Кузминская трактовка чудаков и манипуляторов-властолюбцев как антигероев полемически подрывала эстетику и идеологию Серебряного века, особенно же в его символистском изводе. Символисты и их последователи стремились уловить отзвуки неведомых миров, а также противопоставить жизни яркую романтическую фантазию. Практиковалось ими и жизнетворческое актерствование на публику ради ее покорения. Поскольку действительность казалась им скучной, вязкой, грубой, порою зловещей и уж точно нетворческой стихией, из которой надо было вырваться любой ценой, постольку чудаки (создатели второй реальности) и манипуляторы-властолюбцы (сверхлюди, маги, пророки, носители эзотерического знания…) канонизировались ими как подлинные герои времени. Совсем иначе была устроена иерархия ценностей Кузмина. Для него претенциозное поведение, витание в облаках, уход с головой в инобытие или же придуманная жизнетворческая персона означали пренебрежение реальностью, которая стояла превыше всего остального, исключая, впрочем, Бога и Эрос. Чтобы поменять вектор знаменитой максимы “а realibus ad realiora” на противоположный, «назад в реальность», Кузмин и обратился к прозе a clef. Споря с Вячеславом Ивановым, Зинаидой Гиппиус, Анной Минцловой или Анной Ахматовой об эстетике, идеологемах, тайнах ремесла, допустимом и недопустимом поведении, в рамках этого жанра он, образно выражаясь, переходил на личности – превращал авторов (будь то текстов или доктрин) в своих персонажей. Деконструируя их жизнетворческие маски и поведенческие стратегии, он использовал прозу как арену литературной борьбы. Сходным образом устроены и некоторые драматические произведения Кузмина, но не его лирика, предназначенная для чистого самовыражения.

Если бы Кузмин перенял у великих русских прозаиков-реалистов XIX века любимый ими пафос разоблачения, то, возможно, Гиппиус, Иванов, Минцлова или Ахматова, в его прозе a clef – манипуляторы или (реже) чудаки, – встретили бы ту или иную порцию морального осуждения. Но как мы знаем из пионерской заметки Б. М. Эйхенбаума о кузминской прозе, она продолжила не великую, но малую, лесковскую, линию прозы XIX века[341]. Николай Лесков поднял чудачества на уровень высокой литературы и, более того, разработал под эту топику особую – не осуждающую, но игровую, с поразительными стилистическими причудами, – поэтику. Унаследовав игровой и стилистический подход к чудачествам (но также будучи любителем всевозможных модернистских эффектов, включая, разумеется, игровые), Кузмин как раз и увидел в жизнетворческой самопрезентации и манипулятивном поведении Гиппиус, Иванова, Минцловой и Ахматовой приглашение к сотворчеству, или, переходя на литературоведческую терминологию, богатый сюжетный потенциал. Фикционализируя Гиппиус, Иванова, Минцлову или Ахматову в соответствии с той сюжетной схемой, которая угадывалась в их поведении, но так, чтобы их личности и обстоятельства поддавались однозначной атрибуции, Кузмин раз за разом применял один и тот же сюжетный ход: провал претензий.

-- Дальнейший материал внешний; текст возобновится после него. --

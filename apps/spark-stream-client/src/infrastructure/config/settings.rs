//! Client Configuration Settings
//!
//! Configuration types for the Spark chat client, loaded from environment
//! variables once at startup and shared read-only afterwards.

use std::time::Duration;

use chrono::TimeDelta;

use crate::domain::conversation::ChatParameters;

/// Default chat endpoint.
pub const DEFAULT_ENDPOINT: &str = "ws://spark-api.xf-yun.com/v1.1/chat";

/// Default Origin header value.
pub const DEFAULT_ORIGIN: &str = "http://spark-api.xf-yun.com";

/// Spark API credentials.
#[derive(Clone)]
pub struct Credentials {
    app_id: String,
    api_key: String,
    api_secret: String,
}

impl Credentials {
    /// Create new credentials.
    #[must_use]
    pub fn new(
        app_id: impl Into<String>,
        api_key: impl Into<String>,
        api_secret: impl Into<String>,
    ) -> Self {
        Self {
            app_id: app_id.into(),
            api_key: api_key.into(),
            api_secret: api_secret.into(),
        }
    }

    /// Get the application id.
    #[must_use]
    pub fn app_id(&self) -> &str {
        &self.app_id
    }

    /// Get the API key.
    #[must_use]
    pub fn api_key(&self) -> &str {
        &self.api_key
    }

    /// Get the API secret.
    #[must_use]
    pub fn api_secret(&self) -> &str {
        &self.api_secret
    }
}

impl std::fmt::Debug for Credentials {
    fn fmt(&self, f: &mut std::fmt::Formatter<'_>) -> std::fmt::Result {
        f.debug_struct("Credentials")
            .field("app_id", &self.app_id)
            .field("api_key", &"[REDACTED]")
            .field("api_secret", &"[REDACTED]")
            .finish()
    }
}

/// Receive loop bounds.
#[derive(Debug, Clone, PartialEq, Eq)]
pub struct StreamSettings {
    /// Overall deadline for the receive loop (`None` = unbounded).
    pub deadline: Option<Duration>,
    /// Maximum frames accepted per call (`None` = unbounded).
    pub max_frames: Option<usize>,
    /// Treat end-of-stream without a last-frame marker as an error.
    pub require_last_frame: bool,
}

impl Default for StreamSettings {
    fn default() -> Self {
        Self {
            deadline: Some(Duration::from_secs(60)),
            max_frames: Some(4096),
            require_last_frame: false,
        }
    }
}

/// Complete client configuration.
#[derive(Debug, Clone)]
pub struct ClientConfig {
    /// API credentials.
    pub credentials: Credentials,
    /// Chat endpoint URL.
    pub endpoint: String,
    /// Origin header sent with the handshake.
    pub origin: String,
    /// Chat generation parameters.
    pub chat: ChatParameters,
    /// Receive loop bounds.
    pub stream: StreamSettings,
    /// WebSocket handshake timeout.
    pub connect_timeout: Duration,
    /// Shift applied to the signing timestamp.
    pub clock_offset: TimeDelta,
}

impl ClientConfig {
    /// Create a configuration with defaults for everything but credentials.
    #[must_use]
    pub fn new(credentials: Credentials) -> Self {
        Self {
            credentials,
            endpoint: DEFAULT_ENDPOINT.to_string(),
            origin: DEFAULT_ORIGIN.to_string(),
            chat: ChatParameters::default(),
            stream: StreamSettings::default(),
            connect_timeout: Duration::from_secs(10),
            clock_offset: TimeDelta::zero(),
        }
    }

    /// Create configuration from environment variables.
    ///
    /// # Errors
    ///
    /// Returns an error if required environment variables are missing.
    pub fn from_env() -> Result<Self, ConfigError> {
        Self::from_lookup(|key| std::env::var(key).ok())
    }

    /// Create configuration from an arbitrary variable source.
    ///
    /// # Errors
    ///
    /// Returns an error if a credential is missing or empty.
    pub fn from_lookup<F>(lookup: F) -> Result<Self, ConfigError>
    where
        F: Fn(&str) -> Option<String>,
    {
        let required = |key: &str| -> Result<String, ConfigError> {
            let value = lookup(key).ok_or_else(|| ConfigError::MissingEnvVar(key.to_string()))?;
            if value.is_empty() {
                return Err(ConfigError::EmptyValue(key.to_string()));
            }
            Ok(value)
        };

        let credentials = Credentials::new(
            required("SPARK_APP_ID")?,
            required("SPARK_API_KEY")?,
            required("SPARK_API_SECRET")?,
        );

        let defaults = Self::new(credentials);
        let chat_defaults = ChatParameters::default();
        let stream_defaults = StreamSettings::default();
        let parse = |key: &str| lookup(key).filter(|v| !v.is_empty());

        let chat = ChatParameters {
            domain: parse("SPARK_DOMAIN").unwrap_or(chat_defaults.domain),
            random_threshold: parse_or(
                parse("SPARK_RANDOM_THRESHOLD"),
                chat_defaults.random_threshold,
            ),
            max_tokens: parse_or(parse("SPARK_MAX_TOKENS"), chat_defaults.max_tokens),
            auditing: parse("SPARK_AUDITING").unwrap_or(chat_defaults.auditing),
        };

        let stream = StreamSettings {
            deadline: parse_optional_limit(parse("SPARK_STREAM_DEADLINE_SECS"))
                .map_or(stream_defaults.deadline, |secs| secs.map(Duration::from_secs)),
            max_frames: parse_optional_limit(parse("SPARK_MAX_FRAMES"))
                .map_or(stream_defaults.max_frames, |frames| {
                    frames.and_then(|n| usize::try_from(n).ok())
                }),
            require_last_frame: parse("SPARK_REQUIRE_LAST_FRAME")
                .map_or(stream_defaults.require_last_frame, |v| parse_bool(&v)),
        };

        Ok(Self {
            endpoint: parse("SPARK_ENDPOINT").unwrap_or(defaults.endpoint),
            origin: parse("SPARK_ORIGIN").unwrap_or(defaults.origin),
            chat,
            stream,
            connect_timeout: parse("SPARK_CONNECT_TIMEOUT_SECS")
                .and_then(|v| v.parse::<u64>().ok())
                .map_or(defaults.connect_timeout, Duration::from_secs),
            clock_offset: parse("SPARK_CLOCK_OFFSET_SECS")
                .and_then(|v| v.parse::<i64>().ok())
                .and_then(TimeDelta::try_seconds)
                .unwrap_or(defaults.clock_offset),
            credentials: defaults.credentials,
        })
    }
}

/// Configuration error.
#[derive(Debug, thiserror::Error)]
pub enum ConfigError {
    /// Required environment variable is missing.
    #[error("missing required environment variable: {0}")]
    MissingEnvVar(String),
    /// Environment variable has empty value.
    #[error("environment variable {0} cannot be empty")]
    EmptyValue(String),
}

fn parse_or<T: std::str::FromStr>(value: Option<String>, default: T) -> T {
    value.and_then(|v| v.parse().ok()).unwrap_or(default)
}

/// Parse a limit where `0` disables it.
///
/// Returns `None` when the value is unparseable so the caller keeps its default.
fn parse_optional_limit(value: Option<String>) -> Option<Option<u64>> {
    let n = value?.parse::<u64>().ok()?;
    Some((n > 0).then_some(n))
}

fn parse_bool(value: &str) -> bool {
    matches!(
        value.to_lowercase().as_str(),
        "1" | "true" | "yes" | "on"
    )
}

Ситуацией провала претензий привносится разоблачительная логика – правда, до известной степени. Кузмин демонстрирует читателю, что проигнорированная героем реальность мстит за невнимание к себе, напоминая, что она существует. Кроме того, когда чудаку или манипулятору приходится против своей воли спуститься с небес или же с незаконно занятого трона на грешную землю, то тут неминуемо возникает комический эффект. Комизм – юмор, ирония, сатира, – порождается и соответствующей окраской повествования. Таким образом, если в произведениях символистов и их попутчиков отношение к чудакам и манипуляторам было серьезным, как к выразителям духа времени, то Кузмин отказывается от какого бы то ни было пафоса, прибегая к комической палитре (но, конечно, не только к ней одной).

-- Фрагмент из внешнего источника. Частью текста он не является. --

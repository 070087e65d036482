#![cfg_attr(
    test,
    allow(
        clippy::unwrap_used,
        clippy::expect_used,
        clippy::float_cmp,
        clippy::significant_drop_tightening,
        clippy::too_many_lines,
        clippy::needless_pass_by_value,
        clippy::items_after_statements
    )
)]

//! Spark Stream Client - Signed WebSocket Chat Client
//!
//! Asks the Spark conversational service a single question over a
//! WebSocket connection and assembles the streamed answer.
//!
//! # Layers (inside → outside)
//!
//! - **Domain**: Wire types and answer assembly
//!   - `conversation`: Outbound request and inbound frame types
//!   - `answer`: Frame-by-frame assembly state machine
//!
//! - **Application**: Use cases and port definitions
//!   - `ports`: Interfaces for the transport and the signing clock
//!   - `services`: Stream reading and call orchestration
//!
//! - **Infrastructure**: Adapters and external integrations
//!   - `spark`: URL signer, frame codec, WebSocket transport
//!   - `config`: Configuration from environment
//!   - `telemetry`: Tracing subscriber setup
//!
//! # Data Flow
//!
//! ```text
//!                ┌──────────────┐  signed URL  ┌─────────────┐
//! credentials ──►│ RequestSigner│─────────────►│  Connector  │
//!                └──────────────┘              └──────┬──────┘
//!                                                     │ open
//!                ┌──────────────┐   frames     ┌──────▼──────┐
//! answer ◄───────│ StreamReader │◄─────────────│  Spark WS   │
//!                └──────────────┘   request ──►└─────────────┘
//! ```

#![forbid(unsafe_code)]
#![warn(missing_docs)]
#![warn(clippy::pedantic)]

// =============================================================================
// Module Declarations
// =============================================================================

/// Domain layer - Wire types and answer assembly with no I/O.
pub mod domain;

/// Application layer - Use cases and port definitions.
pub mod application;

/// Infrastructure layer - Adapters and external integrations.
pub mod infrastructure;

// =============================================================================
// Re-exports
// =============================================================================

// Domain types
pub use domain::answer::{Answer, AnswerAssembler, AssemblyState, FrameOutcome};
pub use domain::conversation::{ChatFrame, ChatParameters, ChatRequest, TokenUsage};

// Ports
pub use application::ports::{
    Clock, Connector, DuplexConnection, FixedClock, SystemClock, TransportError,
};

// Services
pub use application::services::{ChatClient, ChatError, ChatFailure, StreamReader, TimeoutCause};

// Infrastructure config
pub use infrastructure::config::{ClientConfig, ConfigError, Credentials, StreamSettings};

// Spark adapters
pub use infrastructure::spark::{
    CodecError, FrameCodec, RequestSigner, SignedRequest, SignerError, WebSocketConnection,
    WebSocketConnector,
};

// Telemetry
pub use infrastructure::telemetry::{LogFormat, TelemetryConfig, init as init_telemetry};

Скрытая разоблачительная логика Кузмина и моральный суд над героями, осуществлявшийся прозаиками XIX века (прежде всего, Львом Толстым), находятся на противоположных полюсах одной шкалы. Это хотя и далекие, но все же установки одного порядка. При том что у Кузмина была своя, четкая система ценностей, поза учителя или блюстителя нравов была ему глубоко чужда. Вот почему акт возмездия за неправильное поведение у него осуществляется преимущественно сюжетными коллизиями, а не, например, разоблачающим авторским голосом. Кузмин предпочитал по-лесковски (но в тоже время и по-модернистски) искусно забавлять читателя рассказываемой историей, будь то о манипуляциях или чудачествах, а также интеллектуально вовлекать его в потаенные повествовательные построения разного рода намеками. Одна из таких тайн, взывающих к раскрытию, – реальный прототип изображенного манипулятора или чудака.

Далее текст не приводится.